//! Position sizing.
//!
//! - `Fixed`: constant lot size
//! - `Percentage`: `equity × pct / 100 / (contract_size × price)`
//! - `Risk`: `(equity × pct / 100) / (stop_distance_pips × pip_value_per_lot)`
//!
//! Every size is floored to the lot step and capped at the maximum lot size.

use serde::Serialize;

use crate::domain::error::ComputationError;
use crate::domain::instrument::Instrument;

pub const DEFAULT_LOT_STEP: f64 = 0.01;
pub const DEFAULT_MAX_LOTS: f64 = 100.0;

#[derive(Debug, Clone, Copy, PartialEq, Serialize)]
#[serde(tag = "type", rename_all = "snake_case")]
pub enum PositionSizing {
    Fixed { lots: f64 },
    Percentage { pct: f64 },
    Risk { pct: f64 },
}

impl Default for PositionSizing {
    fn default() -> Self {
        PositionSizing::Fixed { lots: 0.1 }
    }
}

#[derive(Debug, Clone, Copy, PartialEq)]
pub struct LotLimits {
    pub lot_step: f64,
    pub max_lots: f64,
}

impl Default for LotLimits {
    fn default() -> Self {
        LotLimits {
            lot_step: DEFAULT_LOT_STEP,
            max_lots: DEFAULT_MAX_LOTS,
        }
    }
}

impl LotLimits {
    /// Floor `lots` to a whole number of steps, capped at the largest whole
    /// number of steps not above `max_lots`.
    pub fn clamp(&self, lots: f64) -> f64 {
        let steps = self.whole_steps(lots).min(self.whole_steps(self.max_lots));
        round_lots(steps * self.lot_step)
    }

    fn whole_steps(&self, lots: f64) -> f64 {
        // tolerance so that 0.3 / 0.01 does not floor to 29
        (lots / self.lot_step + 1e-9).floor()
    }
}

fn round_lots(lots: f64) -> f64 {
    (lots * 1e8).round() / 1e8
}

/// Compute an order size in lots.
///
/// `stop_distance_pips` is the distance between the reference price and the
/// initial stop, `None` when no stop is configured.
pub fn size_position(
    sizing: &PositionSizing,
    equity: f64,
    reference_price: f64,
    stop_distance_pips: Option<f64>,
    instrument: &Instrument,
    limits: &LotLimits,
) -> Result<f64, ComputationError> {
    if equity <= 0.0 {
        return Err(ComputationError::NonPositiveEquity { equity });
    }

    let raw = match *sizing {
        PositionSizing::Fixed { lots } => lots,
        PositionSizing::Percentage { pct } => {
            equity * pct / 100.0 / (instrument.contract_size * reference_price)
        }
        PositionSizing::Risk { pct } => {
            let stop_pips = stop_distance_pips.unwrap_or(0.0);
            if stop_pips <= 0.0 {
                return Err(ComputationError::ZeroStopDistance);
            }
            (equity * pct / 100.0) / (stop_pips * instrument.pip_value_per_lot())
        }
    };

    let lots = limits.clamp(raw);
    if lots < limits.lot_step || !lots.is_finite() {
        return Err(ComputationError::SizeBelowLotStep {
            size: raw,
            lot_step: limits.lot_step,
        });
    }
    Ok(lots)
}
********
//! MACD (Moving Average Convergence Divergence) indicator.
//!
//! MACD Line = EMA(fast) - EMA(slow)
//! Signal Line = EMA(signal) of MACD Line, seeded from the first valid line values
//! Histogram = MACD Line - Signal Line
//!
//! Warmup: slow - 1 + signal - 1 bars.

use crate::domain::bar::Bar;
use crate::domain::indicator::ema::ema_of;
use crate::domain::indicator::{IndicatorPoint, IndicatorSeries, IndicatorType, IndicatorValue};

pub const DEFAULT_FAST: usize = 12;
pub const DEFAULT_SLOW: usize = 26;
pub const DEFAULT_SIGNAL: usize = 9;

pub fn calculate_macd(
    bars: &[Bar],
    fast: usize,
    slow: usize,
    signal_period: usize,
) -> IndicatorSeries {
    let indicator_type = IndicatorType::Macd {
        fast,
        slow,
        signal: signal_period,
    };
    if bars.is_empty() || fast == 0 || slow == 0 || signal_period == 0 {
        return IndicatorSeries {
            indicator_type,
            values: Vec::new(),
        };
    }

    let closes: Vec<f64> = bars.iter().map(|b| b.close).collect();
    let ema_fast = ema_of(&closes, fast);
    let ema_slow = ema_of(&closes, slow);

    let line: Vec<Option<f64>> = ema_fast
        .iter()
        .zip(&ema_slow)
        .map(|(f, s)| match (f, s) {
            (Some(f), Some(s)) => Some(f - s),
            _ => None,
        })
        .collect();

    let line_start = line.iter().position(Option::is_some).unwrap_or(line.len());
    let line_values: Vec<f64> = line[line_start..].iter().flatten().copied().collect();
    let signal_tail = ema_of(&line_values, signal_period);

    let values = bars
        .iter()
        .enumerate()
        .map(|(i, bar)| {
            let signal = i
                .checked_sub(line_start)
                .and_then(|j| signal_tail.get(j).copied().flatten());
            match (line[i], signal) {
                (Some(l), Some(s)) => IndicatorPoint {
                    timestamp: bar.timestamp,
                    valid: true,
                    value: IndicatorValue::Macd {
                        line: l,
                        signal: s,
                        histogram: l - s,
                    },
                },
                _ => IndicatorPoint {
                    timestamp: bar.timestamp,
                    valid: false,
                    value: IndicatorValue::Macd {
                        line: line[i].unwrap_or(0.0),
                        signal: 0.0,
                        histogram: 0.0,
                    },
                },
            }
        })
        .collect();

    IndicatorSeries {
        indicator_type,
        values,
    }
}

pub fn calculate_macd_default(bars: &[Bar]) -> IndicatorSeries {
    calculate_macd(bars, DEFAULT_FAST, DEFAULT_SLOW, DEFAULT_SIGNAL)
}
********
- [The task]:
Provide the number of lines in the preceding entries that include the string "PositionSizing", with no other words.

- [Expected answer]:
7